Select phenothiazine drugs significantly decrease, in a dose-dependent manner, the rate of methione(5)-enkephalin (MET) degradation by discrete human brain areas, for example, putamen and hippocampus. This pentapeptide is rapidly, and essentially completely, hydrolyzed at the tyrosine-glycine bond by bacitracin-sensitive aminopeptidase(s) (AP); neither dipeptidyl peptidase(s) (N-carboxyphenylmethyl leucine and captopril) nor peptidyl dipeptidase(s) (thiorphan) inhibitors altered the kinetics of MET degradation. Half-life (t1/2) and initial velocity (Iv) of this reaction were significantly increased and decreased, respectively, by fluphenazine > prochlorpherazine > chlorpromazine > thioridazine > promethazine > ethopropazine; brain A hippocampus (t1/2, control 2.8 and 60.2, 22.9, 15.4, 10.0, 9.9, and 4.8 minutes; and Iv, control 59.0 and 3.1, 10.7, 21.3, 22.8, 23.8, and 36.9 pg MET/mg brain tissue/minute) and putamen (t1/2, control 2.5 and 52.4, 19.9, 12.4, 8.2, 8.4, and 4.1 minutes; and Iv, control 53.1 and 2.7, 9.3, 17.1, 18.6, 20.1, and 31.7 pg MET/mg brain tissue/minute).
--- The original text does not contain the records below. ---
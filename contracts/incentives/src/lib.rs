#![no_std]

//! Multi-asset incentives controller.
//!
//! Interest-bearing assets report every balance change of their holders
//! through [`IncentivesContract::handle_action`]. Rewards accrue into a single
//! unclaimed ledger per user, and claims are paid by staking governance tokens
//! from the rewards vault into the staked token on behalf of the recipient.

pub mod events;

use common::{distribution, math::MAX_BPS, AssetDistribution, CommonError, UserAssetStake};
use soroban_sdk::{
    auth::{ContractContext, InvokerContractAuthEntry, SubContractInvocation},
    contract, contractclient, contractimpl, contracttype, symbol_short, token, vec, Address, Env,
    IntoVal, Symbol, Vec,
};

// ── Storage key constants ────────────────────────────────────────────────────

const CONFIG: Symbol = symbol_short!("CONFIG");
const UNCLAIMED: Symbol = symbol_short!("UNCLAIMED");
const CLAIMER: Symbol = symbol_short!("CLAIMER");

// ── Contract errors ──────────────────────────────────────────────────────────

#[soroban_sdk::contracterror]
#[derive(Copy, Clone, Debug, Eq, PartialEq)]
#[repr(u32)]
pub enum ContractError {
    NotInitialized = 1,
    AlreadyInitialized = 2,
    Unauthorized = 3,
    InvalidInput = 4,
    InvalidConfig = 5,
    MathOverflow = 6,
}

impl From<CommonError> for ContractError {
    fn from(err: CommonError) -> Self {
        match err {
            CommonError::NotInitialized => ContractError::NotInitialized,
            CommonError::AlreadyInitialized => ContractError::AlreadyInitialized,
            CommonError::AccessDenied => ContractError::Unauthorized,
            CommonError::InvalidConfig => ContractError::InvalidConfig,
            CommonError::MathOverflow => ContractError::MathOverflow,
            CommonError::InvalidInput | CommonError::InvalidNonce | CommonError::NonceOverflow => {
                ContractError::InvalidInput
            }
        }
    }
}

// ── External interfaces ──────────────────────────────────────────────────────

/// Asset that reports scaled balances of its holders.
#[contractclient(name = "ScaledBalanceSourceClient")]
pub trait ScaledBalanceSource {
    /// `(scaled balance of user, scaled total supply)`.
    fn scaled_balance_and_supply(env: Env, user: Address) -> (i128, i128);
    fn scaled_total_supply(env: Env) -> i128;
}

/// The part of the staked token used to pay claims.
#[contractclient(name = "StakedTokenClient")]
pub trait StakedToken {
    fn stake(env: Env, staker: Address, on_behalf_of: Address, amount: i128);
}

// ── Public-facing types ──────────────────────────────────────────────────────

#[contracttype]
#[derive(Clone, Debug, Eq, PartialEq)]
pub struct IncentivesConfig {
    pub emission_manager: Address,
    /// Staked token claims are paid into.
    pub staked_token: Address,
    /// Token held by the vault and staked for the recipient.
    pub governance_token: Address,
    /// Holder of reward funds; must approve this contract.
    pub rewards_vault: Address,
}

// ── Contract ─────────────────────────────────────────────────────────────────

#[contract]
pub struct IncentivesContract;

#[contractimpl]
impl IncentivesContract {
    // ── Initialisation ──────────────────────────────────────────────────────

    pub fn initialize(
        env: Env,
        emission_manager: Address,
        staked_token: Address,
        governance_token: Address,
        rewards_vault: Address,
    ) -> Result<(), ContractError> {
        if env.storage().instance().has(&CONFIG) {
            return Err(ContractError::AlreadyInitialized);
        }

        let config = IncentivesConfig {
            emission_manager: emission_manager.clone(),
            staked_token: staked_token.clone(),
            governance_token: governance_token.clone(),
            rewards_vault: rewards_vault.clone(),
        };
        env.storage().instance().set(&CONFIG, &config);

        events::publish_initialized(
            &env,
            emission_manager,
            staked_token,
            governance_token,
            rewards_vault,
        );
        Ok(())
    }

    // ── Admin functions ──────────────────────────────────────────────────────

    /// Configure several assets at once from parallel arrays.
    ///
    /// Each asset's index is settled against its current scaled total
    /// supply before the new schedule applies.
    pub fn configure_assets(
        env: Env,
        caller: Address,
        assets: Vec<Address>,
        emission_schedules: Vec<Vec<i128>>,
        share_ratios: Vec<u32>,
    ) -> Result<(), ContractError> {
        caller.require_auth();
        Self::require_emission_manager(&env, &caller)?;

        if assets.len() != emission_schedules.len() || assets.len() != share_ratios.len() {
            return Err(ContractError::InvalidInput);
        }
        if share_ratios.iter().any(|ratio| ratio > MAX_BPS) {
            return Err(ContractError::InvalidConfig);
        }

        let now = env.ledger().timestamp();
        for (position, asset) in assets.iter().enumerate() {
            let position = position as u32;
            let (Some(schedule), Some(share_ratio)) =
                (emission_schedules.get(position), share_ratios.get(position))
            else {
                return Err(ContractError::InvalidInput);
            };
            let total_staked = ScaledBalanceSourceClient::new(&env, &asset).scaled_total_supply();
            distribution::configure_asset(&env, &asset, schedule, share_ratio, total_staked, now)?;
        }
        Ok(())
    }

    pub fn set_distribution_start(
        env: Env,
        caller: Address,
        asset: Address,
        distribution_start: u64,
    ) -> Result<(), ContractError> {
        caller.require_auth();
        Self::require_emission_manager(&env, &caller)?;

        let total_staked = ScaledBalanceSourceClient::new(&env, &asset).scaled_total_supply();
        distribution::set_distribution_start(
            &env,
            &asset,
            distribution_start,
            total_staked,
            env.ledger().timestamp(),
        )?;
        Ok(())
    }

    /// Authorise `claimer` to claim on behalf of `user`. Replaces any
    /// previous claimer.
    pub fn set_claimer(
        env: Env,
        caller: Address,
        user: Address,
        claimer: Address,
    ) -> Result<(), ContractError> {
        caller.require_auth();
        Self::require_emission_manager(&env, &caller)?;

        env.storage()
            .persistent()
            .set(&(CLAIMER, user.clone()), &claimer);
        events::publish_claimer_set(&env, user, claimer);
        Ok(())
    }

    // ── Accrual ─────────────────────────────────────────────────────────────

    /// Called by a reporting asset before it changes `user`'s balance.
    ///
    /// `total_supply` and `user_balance` are the asset's scaled values prior
    /// to the change.
    pub fn handle_action(
        env: Env,
        asset: Address,
        user: Address,
        total_supply: i128,
        user_balance: i128,
    ) -> Result<(), ContractError> {
        asset.require_auth();
        if total_supply < 0 || user_balance < 0 {
            return Err(ContractError::InvalidInput);
        }

        let accrued = distribution::update_user_accrual(
            &env,
            &asset,
            &user,
            user_balance,
            total_supply,
            env.ledger().timestamp(),
        )?;
        if accrued != 0 {
            Self::add_unclaimed(&env, &user, accrued)?;
            events::publish_rewards_accrued(&env, user, accrued);
        }
        Ok(())
    }

    // ── Claims ──────────────────────────────────────────────────────────────

    /// Claim up to `amount` of `user`'s rewards across `assets`, staked on
    /// behalf of `to`. Returns the amount claimed.
    pub fn claim_rewards(
        env: Env,
        user: Address,
        assets: Vec<Address>,
        amount: i128,
        to: Address,
    ) -> Result<i128, ContractError> {
        user.require_auth();
        Self::claim(&env, &assets, amount, &user, &to, &user)
    }

    /// Claim for `user` as their authorised claimer.
    pub fn claim_rewards_on_behalf(
        env: Env,
        claimer: Address,
        assets: Vec<Address>,
        amount: i128,
        user: Address,
        to: Address,
    ) -> Result<i128, ContractError> {
        claimer.require_auth();
        if Self::get_claimer(env.clone(), user.clone()) != Some(claimer.clone()) {
            return Err(ContractError::Unauthorized);
        }
        Self::claim(&env, &assets, amount, &user, &to, &claimer)
    }

    // ── View functions ───────────────────────────────────────────────────────

    pub fn get_config(env: Env) -> Result<IncentivesConfig, ContractError> {
        Self::load_config(&env)
    }

    /// Unclaimed rewards plus everything `user` would accrue on `assets`
    /// if settled now.
    pub fn get_rewards_balance(
        env: Env,
        assets: Vec<Address>,
        user: Address,
    ) -> Result<i128, ContractError> {
        let mut stakes = Vec::new(&env);
        for asset in assets.iter() {
            let (staked_by_user, total_staked) =
                ScaledBalanceSourceClient::new(&env, &asset).scaled_balance_and_supply(&user);
            stakes.push_back(UserAssetStake {
                asset,
                staked_by_user,
                total_staked,
            });
        }
        let pending =
            distribution::preview_unclaimed(&env, &user, &stakes, env.ledger().timestamp())?;
        Self::unclaimed(&env, &user)
            .checked_add(pending)
            .ok_or(ContractError::MathOverflow)
    }

    pub fn get_user_unclaimed_rewards(env: Env, user: Address) -> i128 {
        Self::unclaimed(&env, &user)
    }

    pub fn get_user_asset_index(env: Env, user: Address, asset: Address) -> i128 {
        distribution::user_index(&env, &asset, &user)
    }

    pub fn get_asset_state(env: Env, asset: Address) -> AssetDistribution {
        distribution::asset_state(&env, &asset)
    }

    pub fn get_distribution_end(env: Env, asset: Address) -> u64 {
        distribution::distribution_end(&env, &asset)
    }

    pub fn get_claimer(env: Env, user: Address) -> Option<Address> {
        env.storage().persistent().get(&(CLAIMER, user))
    }

    // ── Internal helpers ─────────────────────────────────────────────────────

    fn load_config(env: &Env) -> Result<IncentivesConfig, ContractError> {
        env.storage()
            .instance()
            .get(&CONFIG)
            .ok_or(ContractError::NotInitialized)
    }

    fn require_emission_manager(env: &Env, caller: &Address) -> Result<(), ContractError> {
        let config = Self::load_config(env)?;
        if *caller != config.emission_manager {
            return Err(ContractError::Unauthorized);
        }
        Ok(())
    }

    fn unclaimed(env: &Env, user: &Address) -> i128 {
        env.storage()
            .persistent()
            .get(&(UNCLAIMED, user.clone()))
            .unwrap_or(0)
    }

    fn set_unclaimed(env: &Env, user: &Address, amount: i128) {
        let key = (UNCLAIMED, user.clone());
        env.storage().persistent().set(&key, &amount);
        env.storage()
            .persistent()
            .extend_ttl(&key, common::TTL_THRESHOLD, common::TTL_EXTEND_TO);
    }

    fn add_unclaimed(env: &Env, user: &Address, amount: i128) -> Result<(), ContractError> {
        let total = Self::unclaimed(env, user)
            .checked_add(amount)
            .ok_or(ContractError::MathOverflow)?;
        Self::set_unclaimed(env, user, total);
        Ok(())
    }

    fn claim(
        env: &Env,
        assets: &Vec<Address>,
        amount: i128,
        user: &Address,
        to: &Address,
        claimer: &Address,
    ) -> Result<i128, ContractError> {
        let config = Self::load_config(env)?;
        if amount <= 0 {
            return Err(ContractError::InvalidInput);
        }

        // 1. Settle every listed asset.
        let now = env.ledger().timestamp();
        let mut accrued: i128 = 0;
        for asset in assets.iter() {
            let (staked_by_user, total_staked) =
                ScaledBalanceSourceClient::new(env, &asset).scaled_balance_and_supply(user);
            let delta = distribution::update_user_accrual(
                env,
                &asset,
                user,
                staked_by_user,
                total_staked,
                now,
            )?;
            accrued = accrued
                .checked_add(delta)
                .ok_or(ContractError::MathOverflow)?;
        }
        if accrued != 0 {
            Self::add_unclaimed(env, user, accrued)?;
            events::publish_rewards_accrued(env, user.clone(), accrued);
        }

        // 2. Clamp and debit.
        let unclaimed = Self::unclaimed(env, user);
        if unclaimed == 0 {
            return Ok(0);
        }
        let to_claim = amount.min(unclaimed);
        Self::set_unclaimed(env, user, unclaimed - to_claim);
        events::publish_rewards_claimed(env, user.clone(), to.clone(), claimer.clone(), to_claim);

        // 3. Pull from the vault and stake for `to`.
        let contract = env.current_contract_address();
        token::Client::new(env, &config.governance_token).transfer_from(
            &contract,
            &config.rewards_vault,
            &contract,
            &to_claim,
        );
        env.authorize_as_current_contract(vec![
            env,
            InvokerContractAuthEntry::Contract(SubContractInvocation {
                context: ContractContext {
                    contract: config.governance_token.clone(),
                    fn_name: Symbol::new(env, "transfer"),
                    args: (contract.clone(), config.staked_token.clone(), to_claim).into_val(env),
                },
                sub_invocations: vec![env],
            }),
        ]);
        StakedTokenClient::new(env, &config.staked_token).stake(&contract, to, &to_claim);

        Ok(to_claim)
    }
}

// ── Tests ─────────────────────────────────────────────────────────────────────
Bacitracin was used for comparison purposes; hippocampus (t1/2 and Iv of 64.2 minutes and 4.3 pg MET/mg brain tissue/minute, respectively). Results using brain B tissue followed a comparable pattern, providing similar results. Hippocampus and putamen samples from both brains showed similar Km (mean 25.2, mu M; range, 23.3-27.2 mu m), Vmax (mean 108 nmol/mg protein/minute; range, 103-115 nmol/mg), and IC50 values (bacitracin, mean 14.4 mu M; range, 13.8-14.7 mu m) for MET AP degradation. Neither the phenothiazines methotrimeprazine or trifluoperazine nor other commonly used nonphenothiazine antipsychotic tested, for example, clozapine, haloperidol, loxapine, molindone, sulpiride and thiothixine, significantly altered the kinetics of this reaction. The presence of the phenothiazine molecule appears to be necessary for AP inhibition; however, our results failed to show s correlation among chemical structure, pharmacologic profile, and tested compound ability to inhibit MET degradation. This research provides initial information that could lead to the rational design of agents capable of modulate the bioavailability of enkephalins and other AP-metabolized biologically active compounds. Whether their development could find useful pharmacologic applications remains to be explored.